Classification of (alternatively) spliced exons using state-of-the-art sequence kernels
|Title||Classification of (alternatively) spliced exons using state-of-the-art sequence kernels|
|Organization||Software Competence Center Hagenberg|
|Department||Master's Program Bioinformatics|
|School||Johannes Kepler University Linz|
RNA splicing plays an essential role in protein synthesis and a defect in this process can have major effects. Many diseases (e.g. cancer) are caused by defective splicing [Busch and Hertel, 2015]. In this step sequence regions which do not code for proteins (introns) are removed and the remaining sequences (exons) are rejoined. Due to alternative splicing it is possible that multiple proteins are formed based on a single gene by considering different splice sites. How these splice sites are chosen and recognized is still not fully understood by scientists.

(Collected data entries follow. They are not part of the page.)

//! 事件 → 补丁映射
//!
//! 纯函数：一条 `ServerEvent` 映射为一个单行补丁、一个集合重拉标记、
//! 一条临时记录，或者什么都不做。这里不做 I/O，也不关心顺序。

use chrono::Duration;
use serde_json::Value;
use tracing::{debug, warn};

use crate::protocol::ServerEvent;
use crate::storage::entities::{Collection, FieldMap, RowPatch};
use crate::storage::ephemeral::EphemeralRecord;

/// 输入状态默认有效期
pub const TYPING_TTL_MS: i64 = 5_000;
/// 在线状态默认有效期
pub const PRESENCE_TTL_MS: i64 = 60_000;

/// 映射结果
#[derive(Debug, Clone, PartialEq)]
pub enum MappedEvent {
    /// 携带完整实体的事件，直接写入副本
    Patch(RowPatch),
    /// 只携带 ID 的事件，整集合重拉
    Resync(Collection),
    /// 输入 / 在线状态
    Ephemeral(EphemeralRecord),
    /// 某个用户被移出组织，由编排器决定如何处理
    MembershipRevoked { user_id: String },
    /// 未知或格式错误的事件
    Ignored,
}

pub fn map_event(event: &ServerEvent) -> MappedEvent {
    let Some((entity, action)) = event.event_type.split_once('.') else {
        debug!("忽略未知事件类型: {}", event.event_type);
        return MappedEvent::Ignored;
    };

    match (entity, action) {
        ("channel", "members_changed") => MappedEvent::Resync(Collection::Memberships),
        ("organization", "roster_changed") => MappedEvent::Resync(Collection::Users),
        ("organization", "member_removed") => match string_field(&event.payload, "userId") {
            Some(user_id) => MappedEvent::MembershipRevoked { user_id },
            None => malformed(event, "缺少 userId"),
        },
        ("typing", "started") | ("typing", "stopped") => map_typing(event, action == "stopped"),
        ("presence", "updated") => map_presence(event),
        (entity, "created" | "updated" | "deleted") => match Collection::from_entity_name(entity) {
            Some(collection) => map_row(event, collection, action),
            None => {
                debug!("忽略未知实体事件: {}", event.event_type);
                MappedEvent::Ignored
            }
        },
        _ => {
            debug!("忽略未知事件类型: {}", event.event_type);
            MappedEvent::Ignored
        }
    }
}

fn map_row(event: &ServerEvent, collection: Collection, action: &str) -> MappedEvent {
    let Some(fields) = event.payload.as_object() else {
        return malformed(event, "payload 不是对象");
    };
    let Some(id) = fields.get("id").and_then(Value::as_str) else {
        return malformed(event, "缺少字符串 id");
    };

    if action == "deleted" {
        return MappedEvent::Patch(RowPatch::delete(collection, id));
    }

    if fields.len() == 1 {
        debug!("仅含 ID 的事件，标记集合重拉: {} {}", event.event_type, id);
        return MappedEvent::Resync(collection);
    }

    MappedEvent::Patch(RowPatch::server_upsert(
        collection,
        id,
        FieldMap::clone(fields),
    ))
}

fn map_typing(event: &ServerEvent, stopped: bool) -> MappedEvent {
    let Some(user_id) = string_field(&event.payload, "userId").or_else(|| event.origin_user_id.clone())
    else {
        return malformed(event, "缺少 userId");
    };
    let Some(scope_id) = string_field(&event.payload, "channelId")
        .or_else(|| string_field(&event.payload, "documentId"))
    else {
        return malformed(event, "缺少 channelId / documentId");
    };

    let expires_at = if stopped {
        event.created_at
    } else {
        event.created_at + Duration::milliseconds(ttl_ms(&event.payload, TYPING_TTL_MS))
    };

    MappedEvent::Ephemeral(EphemeralRecord::typing(
        user_id,
        scope_id,
        event.payload.clone(),
        expires_at,
    ))
}

fn map_presence(event: &ServerEvent) -> MappedEvent {
    let Some(user_id) = string_field(&event.payload, "userId").or_else(|| event.origin_user_id.clone())
    else {
        return malformed(event, "缺少 userId");
    };
    let expires_at =
        event.created_at + Duration::milliseconds(ttl_ms(&event.payload, PRESENCE_TTL_MS));
    MappedEvent::Ephemeral(EphemeralRecord::presence(
        user_id,
        event.payload.clone(),
        expires_at,
    ))
}

fn ttl_ms(payload: &Value, default: i64) -> i64 {
    payload
        .get("ttlMs")
        .and_then(Value::as_i64)
        .filter(|ttl| *ttl >= 0)
        .unwrap_or(default)
}

fn string_field(payload: &Value, name: &str) -> Option<String> {
    payload.get(name).and_then(Value::as_str).map(str::to_string)
}

fn malformed(event: &ServerEvent, reason: &str) -> MappedEvent {
    warn!(
        "忽略格式错误的事件: type={}, seqno={}, 原因: {}",
        event.event_type, event.seqno, reason
    );
    MappedEvent::Ignored
}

In this work, DNA sequences from the C. elegans and H. sapiens genome are analyzed by applying state-of-the-art machine learning techniques. Such methods are frequently used in many different areas these days, especially in Bioinformatics. The processed C. elegans data has been published by [Rätsch et al., 2005]. Due to the lack of accurate and current alternative splicing data sets, a new H. sapiens data set has been created as essential part of this thesis. A major goal of this work is to train classifiers which are able to distinguish alternatively spliced exons from constitutively spliced exons by applying support vector machines (SVMs) and (sequence) kernels.
It can be shown that these methods accomplish quite remarkable classification performances on biological sequence data. Regarding the C. elegans data set, the performance of the classifier reported by the authors can be outranged and also on the newly created H. sapiens data very good results are achieved.

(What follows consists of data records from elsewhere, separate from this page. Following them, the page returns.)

//! 前后台切换
//!
//! 回到前台时立刻 catch-up 并排空 mutation 队列；进入后台前写一次快照。

use async_trait::async_trait;
use std::sync::{Arc, Weak};
use tracing::{debug, info, warn};

use crate::error::Result;
use crate::sync::{SyncOrchestrator, SyncPhase};

#[async_trait]
pub trait LifecycleHook: Send + Sync {
    async fn on_background(&self) -> Result<()>;

    async fn on_foreground(&self) -> Result<()>;
}

#[derive(Default)]
pub struct LifecycleManager {
    hooks: Vec<Arc<dyn LifecycleHook>>,
}

impl LifecycleManager {
    pub fn new() -> Self {
        Self::default()
    }

    pub fn hook_count(&self) -> usize {
        self.hooks.len()
    }

    pub fn register_hook(&mut self, hook: Arc<dyn LifecycleHook>) {
        self.hooks.push(hook);
        debug!("生命周期 Hook 已注册: 当前共 {} 个", self.hooks.len());
    }

    /// 按注册顺序通知；某个 Hook 失败不影响后续 Hook，返回第一个错误
    pub async fn notify_background(&self) -> Result<()> {
        info!("App 切换到后台");
        let mut first_error = None;
        for (index, hook) in self.hooks.iter().enumerate() {
            if let Err(e) = hook.on_background().await {
                warn!("Hook #{} 后台切换失败: {}", index, e);
                first_error.get_or_insert(e);
            }
        }
        first_error.map_or(Ok(()), Err)
    }

    pub async fn notify_foreground(&self) -> Result<()> {
        info!("App 切换到前台");
        let mut first_error = None;
        for (index, hook) in self.hooks.iter().enumerate() {
            if let Err(e) = hook.on_foreground().await {
                warn!("Hook #{} 前台切换失败: {}", index, e);
                first_error.get_or_insert(e);
            }
        }
        first_error.map_or(Ok(()), Err)
    }
}

/// 同步编排器的前后台 Hook（弱引用，不延长编排器寿命）
pub struct SyncLifecycleHook {
    orchestrator: Weak<SyncOrchestrator>,
}

impl SyncLifecycleHook {
    pub fn new(orchestrator: &Arc<SyncOrchestrator>) -> Self {
        Self {
            orchestrator: Arc::downgrade(orchestrator),
        }
    }
}

#[async_trait]
impl LifecycleHook for SyncLifecycleHook {
    async fn on_background(&self) -> Result<()> {
        if let Some(orchestrator) = self.orchestrator.upgrade() {
            orchestrator.persist().await;
        }
        Ok(())
    }

    async fn on_foreground(&self) -> Result<()> {
        let Some(orchestrator) = self.orchestrator.upgrade() else {
            return Ok(());
        };
        if orchestrator.is_destroyed() || orchestrator.phase() == SyncPhase::Idle {
            return Ok(());
        }
        orchestrator.catch_up().await?;
        orchestrator.drain_mutations().await;
        Ok(())
    }
}

#[cfg(test)]
mod tests {
    use super::*;
    use crate::error::TandemSDKError;
    use parking_lot::Mutex;

    struct Recorder {
        name: &'static str,
        log: Arc<Mutex<Vec<String>>>,
        fail: bool,
    }

    #[async_trait]
    impl LifecycleHook for Recorder {
        async fn on_background(&self) -> Result<()> {
            self.log.lock().push(format!("{}:bg", self.name));
            if self.fail {
                return Err(TandemSDKError::Config(self.name.to_string()));
            }
            Ok(())
        }

        async fn on_foreground(&self) -> Result<()> {
            self.log.lock().push(format!("{}:fg", self.name));
            Ok(())
        }
    }

    #[tokio::test]
    async fn failing_hook_does_not_stop_the_rest() {
        let log = Arc::new(Mutex::new(Vec::new()));
        let mut manager = LifecycleManager::new();
        for (name, fail) in [("a", true), ("b", false)] {
            manager.register_hook(Arc::new(Recorder {
                name,
                log: log.clone(),
                fail,
            }));
        }
        assert_eq!(manager.hook_count(), 2);

        let result = manager.notify_background().await;
        assert_eq!(result, Err(TandemSDKError::Config("a".into())));
        manager.notify_foreground().await.unwrap();
        assert_eq!(*log.lock(), vec!["a:bg", "b:bg", "a:fg", "b:fg"]);
    }

    #[tokio::test]
    async fn dropped_orchestrator_is_ignored() {
        use crate::events::EventManager;
        use crate::storage::entities::SessionIdentity;
        use crate::storage::replica::ReplicaStore;
        use crate::sync::SyncConfig;
        use crate::test_support::{MockExecutor, ScriptedTransport};

        let orchestrator = Arc::new(SyncOrchestrator::new(
            Arc::new(ReplicaStore::new(SessionIdentity::new("u1", "org1"))),
            ScriptedTransport::new(),
            MockExecutor::accepting(),
            Arc::new(EventManager::new(8)),
            SyncConfig::default(),
        ));
        let hook = SyncLifecycleHook::new(&orchestrator);

        // 未启动时前台切换什么也不做
        hook.on_foreground().await.unwrap();
        drop(orchestrator);
        hook.on_foreground().await.unwrap();
        hook.on_background().await.unwrap();
    }
}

Subsequently, important sequence regions for classification are determined by calculating and analyzing prediction profiles based on the support vector machine models. Prediction profiles show the influences of individual sequence positions / regions to the final decision value. These sequence hot-spots are utilized in order to determine characteristic motifs of alternatively and constitutively spliced exons in C. elegans and H. sapiens which are statistically validated. Finally, these significant motifs are set into a biological context.